2) Mekhi Lewis (Virginia Tech), 165, 28-2
After winning a pair of state titles in New Jersey, Lewis has wrestled and won a slew of matches as he prepares for his first season in the Hokie lineup in 2018-19. With David McFadden looking strong at 165 someone will have to move to give both of these talents an opportunity to contribute. Mekhi won the Hokie Open, beat 17th ranked Demetrius Romero (Utah Valley) at the Wolfpack Open, claimed his third title at the Storm Open, then rolled into the Scuffle and took down 19th-ranked Keilan Torres (Northern Colorado), Lorenzo De La Riva (CSU Bakersfield), and Gordon Wolf (Lehigh), all of whom have been ranked this season. He did suffer his only two losses of 2017-18 at that event when fifth-ranked Chance Marsteller got him twice, 6-4 and 3-1. However, he rebounded to win titles at the Appalachian and Edinboro Opens. Lewis is coming, we’re just not sure which weight needs to worry.

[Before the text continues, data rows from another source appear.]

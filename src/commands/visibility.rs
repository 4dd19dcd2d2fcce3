use crate::args::Visibility;
use crate::commands::Out;
use crate::preferences;
use crate::store::FileStore;
use crate::{Config, Result};

/// Prints or changes whether amounts are shown. Returns the setting after the change.
pub async fn visibility(config: Config, action: Visibility) -> Result<Out<bool>> {
    let store = FileStore::open(config.store_dir()).await?;
    let visible = match action {
        Visibility::Status => preferences::balance_visible(&store).await,
        Visibility::Show => {
            preferences::set_balance_visible(&store, true).await?;
            true
        }
        Visibility::Hide => {
            preferences::set_balance_visible(&store, false).await?;
            false
        }
        Visibility::Toggle => preferences::toggle_balance_visible(&store).await?,
    };
    let message = if visible {
        "Amounts are shown"
    } else {
        "Amounts are hidden"
    };
    Ok(Out::new(message, visible))
}
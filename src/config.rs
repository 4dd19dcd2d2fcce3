//! Configuration file handling for quarter.
//!
//! The configuration file is stored at `$QUARTER_HOME/config.json` and contains settings such as
//! the number of backups to keep and the currency symbol used when printing amounts.

use crate::backup::Backup;
use crate::ledger::Ledger;
use crate::model::DEFAULT_CURRENCY_SYMBOL;
use crate::store::FileStore;
use crate::{utils, Result};
use anyhow::{bail, Context};
use serde::{Deserialize, Serialize};
use std::path::{Path, PathBuf};

const APP_NAME: &str = "quarter";
const CONFIG_VERSION: u8 = 1;
const BACKUP_COPIES: u32 = 5;
const STORE: &str = "store";
const BACKUPS: &str = ".backups";
const CONFIG_JSON: &str = "config.json";

/// The `Config` object represents the configuration of the app. You instantiate it by providing
/// the path to `$QUARTER_HOME` and from there it loads `$QUARTER_HOME/config.json`. It provides
/// paths to the other items that are expected in a certain location within the home directory.
#[derive(Debug, Clone)]
pub struct Config {
    root: PathBuf,
    store: PathBuf,
    backups: PathBuf,
    config_path: PathBuf,
    config_file: ConfigFile,
}

impl Config {
    /// Creates the data directory, its subdirectories and an initial `config.json` file with
    /// default settings. An existing `config.json` is left as it is.
    ///
    /// # Errors
    /// - Returns an error if any file operations fail.
    pub async fn create(dir: impl Into<PathBuf>) -> Result<Self> {
        let maybe_relative = dir.into();
        utils::make_dir(&maybe_relative)
            .await
            .context("Unable to create the quarter home directory")?;
        let root = utils::canonicalize(&maybe_relative).await?;

        let store = root.join(STORE);
        utils::make_dir(&store).await?;
        let backups = root.join(BACKUPS);
        utils::make_dir(&backups).await?;

        let config_path = root.join(CONFIG_JSON);
        let config_file = if utils::is_file(&config_path).await {
            ConfigFile::load(&config_path).await?
        } else {
            let config_file = ConfigFile::default();
            config_file.save(&config_path).await?;
            config_file
        };

        Ok(Self {
            root,
            store,
            backups,
            config_path,
            config_file,
        })
    }

    /// This will
    /// - validate that `quarter_home` exists and that the config file exists
    /// - load the config file
    /// - validate that the store and backups directories exist
    /// - return the loaded configuration object
    pub async fn load(quarter_home: impl Into<PathBuf>) -> Result<Self> {
        let maybe_relative = quarter_home.into();
        let root = utils::canonicalize(&maybe_relative)
            .await
            .context("The quarter home directory is missing, run 'quarter init' first")?;

        let config_path = root.join(CONFIG_JSON);
        if !utils::is_file(&config_path).await {
            bail!(
                "The config file is missing '{}', run 'quarter init' first",
                config_path.display()
            )
        }
        let config_file = ConfigFile::load(&config_path).await?;

        let config = Self {
            store: root.join(STORE),
            backups: root.join(BACKUPS),
            root,
            config_path,
            config_file,
        };
        if !config.store.is_dir() {
            bail!(
                "The store directory is missing '{}'",
                config.store.display()
            )
        }
        if !config.backups.is_dir() {
            bail!(
                "The backups directory is missing '{}'",
                config.backups.display()
            )
        }
        Ok(config)
    }

    pub fn root(&self) -> &Path {
        &self.root
    }

    pub fn config_path(&self) -> &Path {
        &self.config_path
    }

    pub fn store_dir(&self) -> &Path {
        &self.store
    }

    pub fn backups(&self) -> &Path {
        &self.backups
    }

    pub fn backup_copies(&self) -> u32 {
        self.config_file.backup_copies
    }

    pub fn currency_symbol(&self) -> &str {
        &self.config_file.currency_symbol
    }

    /// Creates a new `Backup` instance for managing backup files.
    pub fn backup(&self) -> Backup {
        Backup::new(self)
    }

    /// Opens the file store and loads the ledger from it.
    pub async fn ledger(&self) -> Result<Ledger<FileStore>> {
        let store = FileStore::open(&self.store).await?;
        Ledger::load(store).await
    }
}

/// Represents the serialization and deserialization format of the configuration file.
///
/// Example configuration:
/// ```json
/// {
///   "app_name": "quarter",
///   "config_version": 1,
///   "backup_copies": 5,
///   "currency_symbol": "$"
/// }
/// ```
#[derive(Debug, Clone, Serialize, Deserialize, Eq, PartialEq)]
struct ConfigFile {
    /// Application name, should always be "quarter"
    app_name: String,

    /// Configuration file version
    config_version: u8,

    /// Number of backup copies to keep
    #[serde(default = "default_backup_copies")]
    backup_copies: u32,

    /// Prefix used when printing amounts
    #[serde(default = "default_currency_symbol")]
    currency_symbol: String,
}

fn default_backup_copies() -> u32 {
    BACKUP_COPIES
}

fn default_currency_symbol() -> String {
    DEFAULT_CURRENCY_SYMBOL.to_string()
}

impl Default for ConfigFile {
    fn default() -> Self {
        Self {
            app_name: APP_NAME.to_string(),
            config_version: CONFIG_VERSION,
            backup_copies: BACKUP_COPIES,
            currency_symbol: default_currency_symbol(),
        }
    }
}

impl ConfigFile {
    /// Loads a ConfigFile from the specified path.
    ///
    /// # Errors
    /// Returns an error if the file cannot be read or parsed, or if it belongs to another app.
    async fn load(path: impl AsRef<Path>) -> Result<Self> {
        let path = path.as_ref();
        let content = utils::read(path).await?;

        let config: ConfigFile = serde_json::from_str(&content)
            .with_context(|| format!("Failed to parse config file at {}", path.display()))?;

        anyhow::ensure!(
            config.app_name == APP_NAME,
            "Invalid app_name in config file: expected '{}', got '{}'",
            APP_NAME,
            config.app_name
        );

        Ok(config)
    }

    /// Saves the ConfigFile to the specified path.
    async fn save(&self, path: impl AsRef<Path>) -> Result<()> {
        let p = path.as_ref();
        let data = serde_json::to_string_pretty(self).context("Unable to serialize config")?;
        utils::write(p, data)
            .await
            .context("Unable to write config file")
    }
}

#[cfg(test)]
mod tests {
    use super::*;
    use tempfile::TempDir;

    #[tokio::test]
    async fn test_config_create() {
        let dir = TempDir::new().unwrap();
        let home_dir = dir.path().join("quarter_home");

        let config = Config::create(&home_dir).await.unwrap();

        assert!(config.store_dir().is_dir());
        assert!(config.backups().is_dir());
        assert!(config.config_path().is_file());
        assert_eq!(config.backup_copies(), BACKUP_COPIES);
        assert_eq!(config.currency_symbol(), "$");
    }

    #[tokio::test]
    async fn test_config_create_then_load() {
        let dir = TempDir::new().unwrap();
        let created = Config::create(dir.path()).await.unwrap();
        let loaded = Config::load(dir.path()).await.unwrap();
        assert_eq!(created.root(), loaded.root());
        assert_eq!(created.config_file, loaded.config_file);
    }

    #[tokio::test]
    async fn test_config_create_keeps_existing_settings() {
        let dir = TempDir::new().unwrap();
        let json = r#"{"app_name": "quarter", "config_version": 1, "backup_copies": 2, "currency_symbol": "€"}"#;
        utils::write(dir.path().join(CONFIG_JSON), json)
            .await
            .unwrap();
        let config = Config::create(dir.path()).await.unwrap();
        assert_eq!(config.backup_copies(), 2);
        assert_eq!(config.currency_symbol(), "€");
    }

    #[tokio::test]
    async fn test_config_load_missing_home() {
        let dir = TempDir::new().unwrap();
        let result = Config::load(dir.path().join("nope")).await;
        assert!(result.is_err());
    }

    #[tokio::test]
    async fn test_config_load_without_init() {
        let dir = TempDir::new().unwrap();
        let err = Config::load(dir.path()).await.unwrap_err();
        assert!(err.to_string().contains("config file is missing"));
    }

    #[tokio::test]
    async fn test_config_file_load_with_minimal_config() {
        let temp_dir = TempDir::new().unwrap();
        let config_path = temp_dir.path().join("config.json");
        utils::write(&config_path, r#"{"app_name": "quarter", "config_version": 1}"#)
            .await
            .unwrap();

        let config = ConfigFile::load(&config_path).await.unwrap();
        assert_eq!(config.backup_copies, BACKUP_COPIES);
        assert_eq!(config.currency_symbol, DEFAULT_CURRENCY_SYMBOL);
    }

    #[tokio::test]
    async fn test_config_file_load_invalid_app_name() {
        let temp_dir = TempDir::new().unwrap();
        let config_path = temp_dir.path().join("config.json");
        utils::write(
            &config_path,
            r#"{"app_name": "wrong_app", "config_version": 1, "backup_copies": 5}"#,
        )
        .await
        .unwrap();

        let result = ConfigFile::load(&config_path).await;
        assert!(result.is_err());
        assert!(result.unwrap_err().to_string().contains("Invalid app_name"));
    }

    #[tokio::test]
    async fn test_config_file_save_and_load() {
        let t = TempDir::new().unwrap();
        let path = t.path().join("file.json");
        let original = ConfigFile {
            backup_copies: 9,
            currency_symbol: "£".to_string(),
            ..ConfigFile::default()
        };
        original.save(&path).await.unwrap();
        let read = ConfigFile::load(&path).await.unwrap();
        assert_eq!(original, read);
    }

    #[tokio::test]
    async fn test_config_ledger_is_seeded() {
        let dir = TempDir::new().unwrap();
        let config = Config::create(dir.path()).await.unwrap();
        let ledger = config.ledger().await.unwrap();
        assert_eq!(ledger.list_categories().len(), 6);
        assert!(config
            .store_dir()
            .join("quarter_categories.json")
            .is_file());
    }
}
use crate::Result;
use anyhow::Context;
use std::path::{Path, PathBuf};

/// Write a file.
pub(crate) async fn write(path: impl AsRef<Path>, contents: impl AsRef<[u8]>) -> Result<()> {
    let path = path.as_ref();
    tokio::fs::write(path, contents)
        .await
        .context(format!("Unable to write to {}", path.to_string_lossy()))
}

/// Write a file by first writing a sibling temporary file and then renaming it over `path`, so
/// that a reader never observes a half-written file.
pub(crate) async fn write_replace(path: impl AsRef<Path>, contents: impl AsRef<[u8]>) -> Result<()> {
    let path = path.as_ref();
    let mut tmp = path.as_os_str().to_owned();
    tmp.push(".tmp");
    let tmp = PathBuf::from(tmp);
    write(&tmp, contents).await?;
    rename(&tmp, path).await
}

/// Read a file to a `String`.
pub(crate) async fn read(path: &Path) -> Result<String> {
    tokio::fs::read_to_string(path)
        .await
        .with_context(|| format!("Failed to read file at {}", path.display()))
}

/// Basically move a file. Renames `from` -> `to`.
pub(crate) async fn rename(from: impl AsRef<Path>, to: impl AsRef<Path>) -> Result<()> {
    tokio::fs::rename(from.as_ref(), to.as_ref())
        .await
        .with_context(|| {
            format!(
                "Unable to move file from '{}' to '{}'",
                from.as_ref().to_string_lossy(),
                to.as_ref().to_string_lossy()
            )
        })
}

/// Delete a file.
pub(crate) async fn remove(path: impl AsRef<Path>) -> Result<()> {
    let path = path.as_ref();
    tokio::fs::remove_file(path)
        .await
        .with_context(|| format!("Unable to remove file {}", path.display()))
}

/// Create a directory and any missing parents.
pub(crate) async fn make_dir(path: impl AsRef<Path>) -> Result<()> {
    let path = path.as_ref();
    tokio::fs::create_dir_all(path)
        .await
        .with_context(|| format!("Unable to create directory at {}", path.to_string_lossy()))
}

pub(crate) async fn canonicalize(path: impl AsRef<Path>) -> Result<PathBuf> {
    let path = path.as_ref();
    tokio::fs::canonicalize(path)
        .await
        .with_context(|| format!("Unable to canonicalize the path {}", path.to_string_lossy()))
}

pub(crate) async fn read_dir(path: impl AsRef<Path>) -> Result<tokio::fs::ReadDir> {
    let path = path.as_ref();
    tokio::fs::read_dir(path)
        .await
        .with_context(|| format!("Unable to read directory {}", path.display()))
}

/// Returns true if `path` exists as a regular file.
pub(crate) async fn is_file(path: impl AsRef<Path>) -> bool {
    tokio::fs::metadata(path.as_ref())
        .await
        .map(|m| m.is_file())
        .unwrap_or(false)
}

#[cfg(test)]
mod tests {
    use super::*;
    use tempfile::TempDir;

    #[tokio::test]
    async fn test_write_replace_overwrites() {
        let dir = TempDir::new().unwrap();
        let path = dir.path().join("data.json");
        write_replace(&path, "one").await.unwrap();
        write_replace(&path, "two").await.unwrap();
        assert_eq!(read(&path).await.unwrap(), "two");
        assert!(!dir.path().join("data.json.tmp").exists());
    }

    #[tokio::test]
    async fn test_read_missing_file_has_path_in_error() {
        let dir = TempDir::new().unwrap();
        let path = dir.path().join("nope.txt");
        let err = read(&path).await.unwrap_err();
        assert!(err.to_string().contains("nope.txt"));
    }
}
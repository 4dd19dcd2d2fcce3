//! Shared test utilities for creating test environments.
//!
//! This module is only compiled when running tests (`#[cfg(test)]`).

use crate::ledger::Ledger;
use crate::model::TransactionInput;
use crate::store::FileStore;
use crate::Config;
use tempfile::TempDir;

/// Test environment that sets up a quarter home directory with a Config and a seeded store.
/// Holds TempDir to keep the directory alive for the duration of the test.
pub struct TestEnv {
    temp_dir: TempDir,
    config: Config,
}

impl TestEnv {
    /// Creates a test environment with Config and the default categories.
    pub async fn new() -> Self {
        let temp_dir = TempDir::new().unwrap();
        let root = temp_dir.path().join("quarter");
        let config = Config::create(&root).await.unwrap();
        config.ledger().await.unwrap();

        Self { temp_dir, config }
    }

    /// Returns a clone of the Config.
    pub fn config(&self) -> Config {
        self.config.clone()
    }

    /// A scratch directory outside of the quarter home, for files given to import and export.
    pub fn scratch(&self) -> &std::path::Path {
        self.temp_dir.path()
    }

    /// Loads the ledger from the store, as a command would.
    pub async fn ledger(&self) -> Ledger<FileStore> {
        self.config.ledger().await.unwrap()
    }

    /// Returns the ID of the category named `name`.
    pub async fn category_id(&self, name: &str) -> u64 {
        self.ledger()
            .await
            .categories()
            .find_by_name(name, None)
            .unwrap()
            .id()
    }

    /// Adds a transaction and returns its ID.
    pub async fn insert_test_transaction(
        &self,
        kind: &str,
        amount: &str,
        category: &str,
        date: &str,
    ) -> u64 {
        let category = self.category_id(category).await;
        let input = TransactionInput {
            kind: Some(kind.to_string()),
            amount: Some(amount.to_string()),
            category: Some(category),
            date: Some(date.to_string()),
            payment_method: Some("Efectivo".to_string()),
            details: None,
        };
        self.ledger()
            .await
            .add_transaction(&input)
            .await
            .unwrap()
            .id()
    }
}
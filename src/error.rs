//! Error types.
//!
//! Most functions return the crate's `Result`, which wraps `anyhow::Error`. Conditions that a
//! caller may want to tell apart (a duplicate category name, a malformed import file, ...) are
//! raised as a `LedgerError` inside the `anyhow::Error` and can be recovered with
//! `downcast_ref::<LedgerError>()`.

use thiserror::Error;

pub type Error = anyhow::Error;
pub type Result<T> = std::result::Result<T, Error>;

/// The ledger's domain errors.
#[derive(Debug, Clone, Eq, PartialEq, Error)]
pub enum LedgerError {
    /// A field failed validation; nothing was changed.
    #[error("Invalid input: {0}")]
    Validation(String),

    /// A category with the same name (ignoring case) already exists.
    #[error("The category '{0}' already exists")]
    DuplicateCategory(String),

    /// The category cannot be deleted because transactions still reference it.
    #[error("The category '{name}' is used by {count} transaction(s) and cannot be deleted")]
    CategoryInUse { name: String, count: usize },

    #[error("No category exists with ID {0}")]
    CategoryNotFound(u64),

    #[error("No transaction exists with ID {0}")]
    TransactionNotFound(u64),

    /// The import document parsed but does not have the expected shape or content.
    #[error("Invalid ledger document: {0}")]
    InvalidDocument(String),

    /// The import document could not be parsed.
    #[error("Unable to parse ledger document: {0}")]
    ParseError(String),
}

impl LedgerError {
    pub(crate) fn validation(message: impl Into<String>) -> Self {
        LedgerError::Validation(message.into())
    }
}

/// Returns the `LedgerError` carried by `e`, if there is one.
pub fn ledger_error(e: &Error) -> Option<&LedgerError> {
    e.downcast_ref::<LedgerError>()
}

1) Kaden Gfeller (Oklahoma State), 141, 20-4
There is only one redshirting freshman in Division I that has wrestled more than 10 matches and would have an iron-clad case to be ranked in the top-10 if he was eligible. Gfeller beat both 12th-ranked Luke Karam (Lehigh) and eighth-ranked Nick Lee (Penn State) on his way to a Southern Scuffle title after having beat last year’s number one on this list, Kanen Storr, earlier in the season. He has yet to lose to anyone that has not been an All-American in the past with each of the men who have beaten him occupying the top six. Second-ranked Jaydin Eierman (Missouri) has done the deed twice, 7-2 and 5-1, Kevin Jack (NC State) ranked fourth, beat him 7-2, and teammate Dean Heil (Oklahoma State), sitting sixth, was a 7-4 winner over Kaden at the Bob Smith Open. Other than that, Gfeller has gotten his hand raised. He is another prospect whose future spot in the lineup is a little murky due to the collection of talent in Stillwater. Regardless, look for Gfeller to have his say.